Producers have total freedom to “shop” their products around for testing at any of the various in-state labs. Once producers find a lab that seems to report higher levels of THC, the producers are free to choose the higher-reporting lab every time. Through this process, the market demand for higher potency products starts to shift from the producer to the lab, and the labs quickly become pressured to report higher THC content than their competition. Third-party test results confirm that ‘preferred labs’ really are responding to this pressure by inflating potencies, even here in Arkansas.
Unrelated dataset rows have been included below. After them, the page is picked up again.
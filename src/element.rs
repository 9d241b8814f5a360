// Copyright (C) 2025 FZI Forschungszentrum Informatik
// SPDX-License-Identifier: Apache-2.0
//! Generic trace elements
//!
//! Decoders translate protocol specific packets into protocol independent
//! [`TraceElement`]s. Elements are queued in a [`List`] or [`Stack`] before
//! being sent to an [`ElementSink`][crate::datapath::ElementSink].

pub mod list;
pub mod stack;

#[cfg(test)]
mod tests;

use core::fmt;

use crate::instruction::{InstrSubtype, InstrType};
use crate::types::{Isa, MemSpace, PeContext};

pub use list::List;
pub use stack::Stack;

/// Numeric element type identifier
#[derive(Copy, Clone, Debug, PartialEq, Eq, Hash)]
#[repr(u8)]
pub enum ElemType {
    Unknown = 0,
    NoSync = 1,
    TraceOn = 2,
    EoTrace = 3,
    PeContext = 4,
    InstrRange = 5,
    IRangeNoPath = 6,
    AddrNacc = 7,
    AddrUnknown = 8,
    Exception = 9,
    ExceptionRet = 10,
    Timestamp = 11,
    CycleCount = 12,
    Event = 13,
    SwTrace = 14,
    SyncMarker = 15,
    MemTrans = 16,
    Custom = 19,
}

/// Reason for a loss of synchronisation or end of trace
#[derive(Copy, Clone, Debug, Default, PartialEq, Eq, Hash)]
pub enum UnsyncInfo {
    #[default]
    Unknown,
    InitDecoder,
    ResetDecoder,
    Overflow,
    Discard,
    BadPacket,
    BadImage,
    Eot,
}

impl fmt::Display for UnsyncInfo {
    fn fmt(&self, f: &mut fmt::Formatter<'_>) -> fmt::Result {
        let s = match self {
            Self::Unknown => "undefined",
            Self::InitDecoder => "init-decoder",
            Self::ResetDecoder => "reset-decoder",
            Self::Overflow => "overflow",
            Self::Discard => "discard",
            Self::BadPacket => "bad-packet",
            Self::BadImage => "bad-program-image",
            Self::Eot => "end-of-trace",
        };
        f.write_str(s)
    }
}

/// Reason for trace being switched on
#[derive(Copy, Clone, Debug, Default, PartialEq, Eq, Hash)]
pub enum TraceOnReason {
    /// Trace started or entered a filter region
    #[default]
    Normal,
    /// Trace restarted after an overflow
    Overflow,
    /// Trace restarted after leaving debug state
    DebugExit,
}

impl fmt::Display for TraceOnReason {
    fn fmt(&self, f: &mut fmt::Formatter<'_>) -> fmt::Result {
        match self {
            Self::Normal => write!(f, "begin or filter"),
            Self::Overflow => write!(f, "overflow"),
            Self::DebugExit => write!(f, "debug restart"),
        }
    }
}

/// Trace event
#[derive(Copy, Clone, Debug, PartialEq, Eq, Hash)]
pub enum Event {
    Unknown,
    /// Trigger event
    Trigger,
    /// Numbered event
    Numbered(u16),
}

/// Memory transaction state
#[derive(Copy, Clone, Debug, PartialEq, Eq, Hash)]
pub enum MemTrans {
    TraceInit,
    Start,
    Commit,
    Fail,
}

/// Range of executed instructions
#[derive(Copy, Clone, Debug, Default, PartialEq, Eq, Hash)]
pub struct InstrRange {
    /// Address of the first instruction
    pub start: u64,
    /// Address following the last instruction
    pub end: u64,
    /// Number of instructions in the range
    pub num_instr: u32,
    /// Whether the last instruction was executed
    pub last_exec: bool,
    /// Type of the last instruction
    pub last_type: InstrType,
    /// Subtype of the last instruction
    pub last_subtype: InstrSubtype,
    /// Size of the last instruction in bytes
    pub last_size: u8,
    /// Whether the last instruction is conditional
    pub last_cond: bool,
}

/// Kind of a [`TraceElement`] and its kind specific payload
#[derive(Copy, Clone, Debug, Default, PartialEq, Eq, Hash)]
pub enum Kind {
    #[default]
    Unknown,
    /// Decoder is not synchronised
    NoSync(UnsyncInfo),
    /// Trace switched on
    TraceOn(TraceOnReason),
    /// End of the trace
    EoTrace(UnsyncInfo),
    /// The PE context changed
    PeContext,
    /// Range of instructions traced
    InstrRange(InstrRange),
    /// Range of instructions executed but with unknown path
    IRangeNoPath {
        start: u64,
        end: u64,
        num_instr: u32,
    },
    /// Instruction memory at the given address could not be accessed
    AddrNacc { address: u64, space: MemSpace },
    /// The address of the next instruction is not known
    AddrUnknown,
    /// An exception occurred
    Exception { number: u32, data_marker: bool },
    /// Return from an exception
    ExceptionRet,
    /// Timestamp
    Timestamp { value: u64, freq_change: bool },
    /// Cycle count, carried in [`TraceElement::cycle_count`]
    CycleCount,
    /// Trace event
    Event(Event),
    /// Software trace
    SwTrace { master_id: u16, channel_id: u16 },
    /// Synchronisation marker
    SyncMarker { value: u32 },
    /// Memory transaction
    MemTrans(MemTrans),
    /// Implementation defined element
    Custom,
}

impl Kind {
    /// Retrieve the numeric [`ElemType`]
    pub fn elem_type(&self) -> ElemType {
        match self {
            Self::Unknown => ElemType::Unknown,
            Self::NoSync(_) => ElemType::NoSync,
            Self::TraceOn(_) => ElemType::TraceOn,
            Self::EoTrace(_) => ElemType::EoTrace,
            Self::PeContext => ElemType::PeContext,
            Self::InstrRange(_) => ElemType::InstrRange,
            Self::IRangeNoPath { .. } => ElemType::IRangeNoPath,
            Self::AddrNacc { .. } => ElemType::AddrNacc,
            Self::AddrUnknown => ElemType::AddrUnknown,
            Self::Exception { .. } => ElemType::Exception,
            Self::ExceptionRet => ElemType::ExceptionRet,
            Self::Timestamp { .. } => ElemType::Timestamp,
            Self::CycleCount => ElemType::CycleCount,
            Self::Event(_) => ElemType::Event,
            Self::SwTrace { .. } => ElemType::SwTrace,
            Self::SyncMarker { .. } => ElemType::SyncMarker,
            Self::MemTrans(_) => ElemType::MemTrans,
            Self::Custom => ElemType::Custom,
        }
    }
}

/// Generic trace element
#[derive(Copy, Clone, Debug, Default, PartialEq, Eq, Hash)]
pub struct TraceElement {
    /// Kind of element
    pub kind: Kind,
    /// ISA of the instructions this element refers to
    pub isa: Isa,
    /// PE context at the time of this element
    pub context: PeContext,
    /// Cycle count associated with this element, if any
    pub cycle_count: Option<u32>,
}

impl TraceElement {
    /// Create a new element of the given [`Kind`]
    pub fn new(kind: Kind) -> Self {
        Self {
            kind,
            ..Default::default()
        }
    }

    /// Retrieve the [`ElemType`]
    pub fn elem_type(&self) -> ElemType {
        self.kind.elem_type()
    }

    /// Copy the data persisting between elements from another element
    ///
    /// This includes the ISA and the PE context.
    pub fn copy_persistent(&mut self, src: &Self) {
        self.isa = src.isa;
        self.context = src.context;
    }
}

impl From<Kind> for TraceElement {
    fn from(kind: Kind) -> Self {
        Self::new(kind)
    }
}

impl fmt::Display for TraceElement {
    fn fmt(&self, f: &mut fmt::Formatter<'_>) -> fmt::Result {
        match &self.kind {
            Kind::Unknown => write!(f, "UNKNOWN")?,
            Kind::NoSync(info) => write!(f, "NO_SYNC ({info})")?,
            Kind::TraceOn(reason) => write!(f, "TRACE_ON ({reason})")?,
            Kind::EoTrace(info) => write!(f, "EO_TRACE ({info})")?,
            Kind::PeContext => write!(f, "PE_CONTEXT ({}; {})", self.context, self.isa)?,
            Kind::InstrRange(range) => {
                write!(
                    f,
                    "INSTR_RANGE {:#x}:[{:#x}] num_i({}) last_sz({}) ({}) {}",
                    range.start,
                    range.end,
                    range.num_instr,
                    range.last_size,
                    self.isa,
                    if range.last_exec { "E" } else { "N" },
                )?;
                if range.last_type != InstrType::Other {
                    write!(f, " {:?}", range.last_type)?;
                }
            }
            Kind::IRangeNoPath {
                start,
                end,
                num_instr,
            } => write!(f, "I_RANGE_NOPATH {start:#x}:[{end:#x}] num_i({num_instr})")?,
            Kind::AddrNacc { address, space } => {
                write!(f, "ADDR_NACC {address:#x} (space {:#04x})", space.bits())?
            }
            Kind::AddrUnknown => write!(f, "ADDR_UNKNOWN")?,
            Kind::Exception {
                number,
                data_marker,
            } => {
                write!(f, "EXCEPTION {number:#x}")?;
                if *data_marker {
                    write!(f, " (data marker)")?;
                }
            }
            Kind::ExceptionRet => write!(f, "EXCEPTION_RET")?,
            Kind::Timestamp { value, .. } => write!(f, "TIMESTAMP {value:#x}")?,
            Kind::CycleCount => write!(f, "CYCLE_COUNT")?,
            Kind::Event(Event::Trigger) => write!(f, "EVENT trigger")?,
            Kind::Event(Event::Numbered(n)) => write!(f, "EVENT {n}")?,
            Kind::Event(Event::Unknown) => write!(f, "EVENT")?,
            Kind::SwTrace {
                master_id,
                channel_id,
            } => write!(f, "SWTRACE {master_id:#x}:{channel_id:#x}")?,
            Kind::SyncMarker { value } => write!(f, "SYNC_MARKER {value:#x}")?,
            Kind::MemTrans(t) => write!(f, "MEMTRANS {t:?}")?,
            Kind::Custom => write!(f, "CUSTOM")?,
        }
        if let Some(cc) = self.cycle_count {
            write!(f, " [CC={cc}]")?;
        }
        Ok(())
    }
}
Inflated THC can have real consequences for medical patients relying on the numbers reported by labs – numbers they should have no reason not to trust. If a patient believes they can handle a more potent product than they actually can, for example, they run the risk of consuming too much the next time and facing a set of negative side effects ranging from dizziness and increased heart rate to vomiting and disorientation. This is in addition to unfair sticker shock, as patients are paying more to get a product that is higher in potency than the product they are actually being sold.
In Arkansas, the medical marijuana program is regulated by two agencies: the Alcoholic Beverage Control Division (“ABC”) and the Arkansas Department of Health (“ADH”). Importantly, neither one regulates labs – or their usage by producers. When asked about this wide regulatory gap, an ABC spokesperson denied agency responsibility and implicated the ADH. The ADH, for their part, said that their duty stops at ensuring lab accreditation.
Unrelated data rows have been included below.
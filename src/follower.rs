// Copyright (C) 2025 FZI Forschungszentrum Informatik
// SPDX-License-Identifier: Apache-2.0
//! Code following
//!
//! The [`CodeFollower`] reconstructs which instructions were executed between
//! two points in the trace. It reads opcodes through an attached
//! [`MemoryAccess`] and classifies them through an attached
//! [`InstructionDecode`].

#[cfg(test)]
mod tests;

use core::fmt;

use crate::attach::AttachPoint;
use crate::error::ErrorCode;
use crate::instruction::{Info, InstrType, InstructionDecode, Request};
use crate::memory::MemoryAccess;
use crate::types::{ArchProfile, Atom, Isa, MemSpace};

/// Instruction follower
///
/// A follower tracks a single instruction range at a time. After following,
/// the range covers the addresses from [`range_start`][Self::range_start]
/// (inclusive) to [`range_end`][Self::range_end] (exclusive), and the address
/// of the next instruction executed is available through
/// [`next_addr`][Self::next_addr] if it is known.
pub struct CodeFollower<M, D> {
    memory: AttachPoint<M>,
    decoder: AttachPoint<D>,
    request: Request,
    info: Info,
    space: MemSpace,
    trace_id: u8,
    start: u64,
    end: u64,
    next: Option<u64>,
    num_instr: u32,
    nacc: bool,
    range_limit: Option<u32>,
}

impl<M, D> Default for CodeFollower<M, D> {
    fn default() -> Self {
        Self {
            memory: Default::default(),
            decoder: Default::default(),
            request: Default::default(),
            info: Default::default(),
            space: MemSpace::ANY,
            trace_id: 0,
            start: 0,
            end: 0,
            next: None,
            num_instr: 0,
            nacc: false,
            range_limit: None,
        }
    }
}

impl<M, D> CodeFollower<M, D> {
    /// Create a new follower without any collaborators attached
    pub fn new() -> Self {
        Default::default()
    }

    /// Access the attachment point for the [`MemoryAccess`]
    pub fn memory_access(&mut self) -> &mut AttachPoint<M> {
        &mut self.memory
    }

    /// Access the attachment point for the [`InstructionDecode`]
    pub fn instruction_decode(&mut self) -> &mut AttachPoint<D> {
        &mut self.decoder
    }

    /// Determine whether both collaborators are attached and enabled
    pub fn is_ready(&self) -> bool {
        self.memory.has_attached_and_enabled() && self.decoder.has_attached_and_enabled()
    }

    /// Set the architecture and profile of the traced PE
    pub fn set_arch_profile(&mut self, arch: ArchProfile) {
        self.request.arch = arch;
    }

    /// Set the instruction set for the next instruction followed
    pub fn set_isa(&mut self, isa: Isa) {
        self.request.isa = isa;
    }

    /// Instruction set for the next instruction followed
    pub fn isa(&self) -> Isa {
        self.request.isa
    }

    /// Set the memory space opcodes are read from
    pub fn set_mem_space(&mut self, space: MemSpace) {
        self.space = space;
    }

    /// Set the trace source ID passed to the [`MemoryAccess`]
    pub fn set_trace_id(&mut self, trace_id: u8) {
        self.trace_id = trace_id;
    }

    /// Treat DSB and DMB instructions as waypoints
    pub fn set_dsb_dmb_waypoints(&mut self, waypoints: bool) {
        self.request.dsb_dmb_waypoints = waypoints;
    }

    /// Limit the number of instructions in a range followed to a waypoint
    pub fn set_range_limit(&mut self, limit: Option<u32>) {
        self.range_limit = limit;
    }

    /// Start address of the last range followed
    pub fn range_start(&self) -> u64 {
        self.start
    }

    /// End address (exclusive) of the last range followed
    pub fn range_end(&self) -> u64 {
        self.end
    }

    /// Number of instructions in the last range followed
    pub fn num_instr(&self) -> u32 {
        self.num_instr
    }

    /// Address of the next instruction, if known
    ///
    /// After a memory access failure, this is the address that could not be
    /// read.
    pub fn next_addr(&self) -> Option<u64> {
        self.next
    }

    /// Determine whether the address of the next instruction is known
    pub fn has_next_addr(&self) -> bool {
        self.next.is_some()
    }

    /// Information about the last instruction decoded
    pub fn instr_info(&self) -> &Info {
        &self.info
    }

    /// Determine whether the last follow ended with a memory access failure
    pub fn is_nacc(&self) -> bool {
        self.nacc
    }

    /// Clear the memory access failure state
    pub fn clear_error(&mut self) {
        self.nacc = false;
    }
}

impl<M: MemoryAccess, D: InstructionDecode> CodeFollower<M, D> {
    /// Follow a single instruction
    ///
    /// The next address will be the address following the instruction, even
    /// for branches.
    pub fn follow_single_instr(&mut self, address: u64) -> Result<(), Error<M::Error, D::Error>> {
        self.begin(address);
        self.decode_next()?;
        self.next = Some(self.end);
        Ok(())
    }

    /// Follow a single instruction with the given outcome
    ///
    /// An executed direct branch continues at its target, an executed
    /// indirect branch leaves the next address unknown.
    pub fn follow_single_atom(
        &mut self,
        address: u64,
        atom: Atom,
    ) -> Result<(), Error<M::Error, D::Error>> {
        self.begin(address);
        self.decode_next()?;
        self.apply_atom(atom);
        Ok(())
    }

    /// Follow instructions up to and including the next waypoint
    ///
    /// The given atom is applied to the waypoint. If a range limit is set and
    /// reached before a waypoint is found, following stops with
    /// [`Error::RangeLimit`].
    pub fn follow_to_waypoint(
        &mut self,
        address: u64,
        atom: Atom,
    ) -> Result<(), Error<M::Error, D::Error>> {
        self.begin(address);
        loop {
            self.decode_next()?;
            if self.info.kind.is_waypoint() {
                break;
            }
            self.next = Some(self.end);
            if let Some(limit) = self.range_limit.filter(|l| self.num_instr >= *l) {
                return Err(Error::RangeLimit(limit));
            }
        }
        self.apply_atom(atom);
        Ok(())
    }

    fn begin(&mut self, address: u64) {
        self.start = address;
        self.end = address;
        self.next = None;
        self.num_instr = 0;
        self.nacc = false;
    }

    /// Read and decode the instruction at the end of the current range
    fn decode_next(&mut self) -> Result<(), Error<M::Error, D::Error>> {
        let (Some(memory), Some(decoder)) = (self.memory.first_mut(), self.decoder.first_mut())
        else {
            return Err(Error::NotInit);
        };

        let address = self.end;
        let mut buf = [0u8; 4];
        let len = match memory.read(address, self.trace_id, self.space, &mut buf) {
            Ok(len) => len,
            Err(e) => {
                self.nacc = true;
                self.next = Some(address);
                return Err(Error::Nacc { address, source: e });
            }
        };

        let size = if len >= 4 {
            4
        } else if len >= 2 && is_narrow(self.request.isa, buf[1]) {
            2
        } else {
            self.nacc = true;
            self.next = Some(address);
            return Err(Error::ShortRead { address, len });
        };

        let opcode = if size == 4 {
            u32::from_le_bytes(buf)
        } else {
            u16::from_le_bytes([buf[0], buf[1]]).into()
        };
        self.request.address = address;
        self.request.opcode = opcode;
        self.request.opcode_size = size;

        let info = decoder.decode(&self.request).map_err(Error::Decode)?;
        self.info = info;
        self.num_instr += 1;
        self.end = address.wrapping_add(info.size.into());
        Ok(())
    }

    fn apply_atom(&mut self, atom: Atom) {
        self.next = match (self.info.kind, atom) {
            (InstrType::Branch, Atom::E) => {
                self.request.isa = self.info.next_isa;
                Some(self.info.branch_address)
            }
            (InstrType::IndirectBranch, Atom::E) => None,
            _ => Some(self.end),
        };
    }
}

impl<M, D> fmt::Debug for CodeFollower<M, D> {
    fn fmt(&self, f: &mut fmt::Formatter<'_>) -> fmt::Result {
        f.debug_struct("CodeFollower")
            .field("memory", &self.memory.has_attached())
            .field("decoder", &self.decoder.has_attached())
            .field("isa", &self.request.isa)
            .field("start", &self.start)
            .field("end", &self.end)
            .field("next", &self.next)
            .field("num_instr", &self.num_instr)
            .field("nacc", &self.nacc)
            .finish_non_exhaustive()
    }
}

/// Check whether a half-word with the given upper byte starts a 16-bit Thumb
/// instruction
fn is_narrow(isa: Isa, upper: u8) -> bool {
    isa == Isa::Thumb2 && (upper & 0xF8) < 0xE8
}

/// Code following error
#[derive(Debug, PartialEq)]
pub enum Error<M, D> {
    /// Memory access or instruction decode not attached
    NotInit,
    /// The opcode at the given address could not be read
    Nacc { address: u64, source: M },
    /// Only `len` bytes were available at the given address, too few for an
    /// opcode
    ShortRead { address: u64, len: usize },
    /// The instruction could not be decoded
    Decode(D),
    /// No waypoint was found within the given number of instructions
    RangeLimit(u32),
}

impl<M, D> Error<M, D> {
    /// Retrieve the [`ErrorCode`] corresponding to this error
    pub fn code(&self) -> ErrorCode {
        match self {
            Self::NotInit => ErrorCode::NotInit,
            Self::Nacc { .. } | Self::ShortRead { .. } => ErrorCode::MemNacc,
            Self::Decode(_) => ErrorCode::InvalidOpcode,
            Self::RangeLimit(_) => ErrorCode::IRangeLimitOverrun,
        }
    }
}

impl<M, D> core::error::Error for Error<M, D>
where
    M: core::error::Error + 'static,
    D: core::error::Error + 'static,
{
    fn source(&self) -> Option<&(dyn core::error::Error + 'static)> {
        match self {
            Self::Nacc { source, .. } => Some(source),
            Self::Decode(e) => Some(e),
            _ => None,
        }
    }
}

impl<M, D> fmt::Display for Error<M, D> {
    fn fmt(&self, f: &mut fmt::Formatter<'_>) -> fmt::Result {
        match self {
            Self::NotInit => write!(f, "Memory access or instruction decode not attached"),
            Self::Nacc { address, .. } => write!(f, "Memory not accessible at {address:#x}"),
            Self::ShortRead { address, len } => {
                write!(f, "Only {len} bytes of opcode readable at {address:#x}")
            }
            Self::Decode(_) => write!(f, "Could not decode instruction"),
            Self::RangeLimit(l) => write!(f, "No waypoint found within {l} instructions"),
        }
    }
}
Lab shopping is an egregious issue in every program across the country, so it is not particularly shocking that neither the ABC nor the ADH wants to claim responsibility for solving it. However, these agencies would do well to observe the progress of other states – particularly our northern neighbor, Missouri – a state evidently less hesitant to address the problem than this state has been.
Missouri has decided to try its hand at resolving the issue: it will allow its health department to implement an extra layer of “round robin” product testing in addition to the testing already done. Almost as often as each month, the state will instruct accredited labs to “switch” with other labs and double-check the first lab’s test results. If every lab is testing accurately, the results should be similar. If a lab is inflating potency, the “round robin” method would put the state one step closer to catching on.
No, the method may not be perfect – but until medical marijuana is made legal on the federal level, and the door opens for federal testing standards, experts say that the “round robin” method is the state’s best-equipped tool to deal with lab shopping. Indeed, implementing some method of ensuring the accuracy of test results – and ensuring that Arkansans can rely on the state-run medical program to make accurate representations as to the contents of medicine they consume – should be a bare minimum function for any government entity with authority to do so.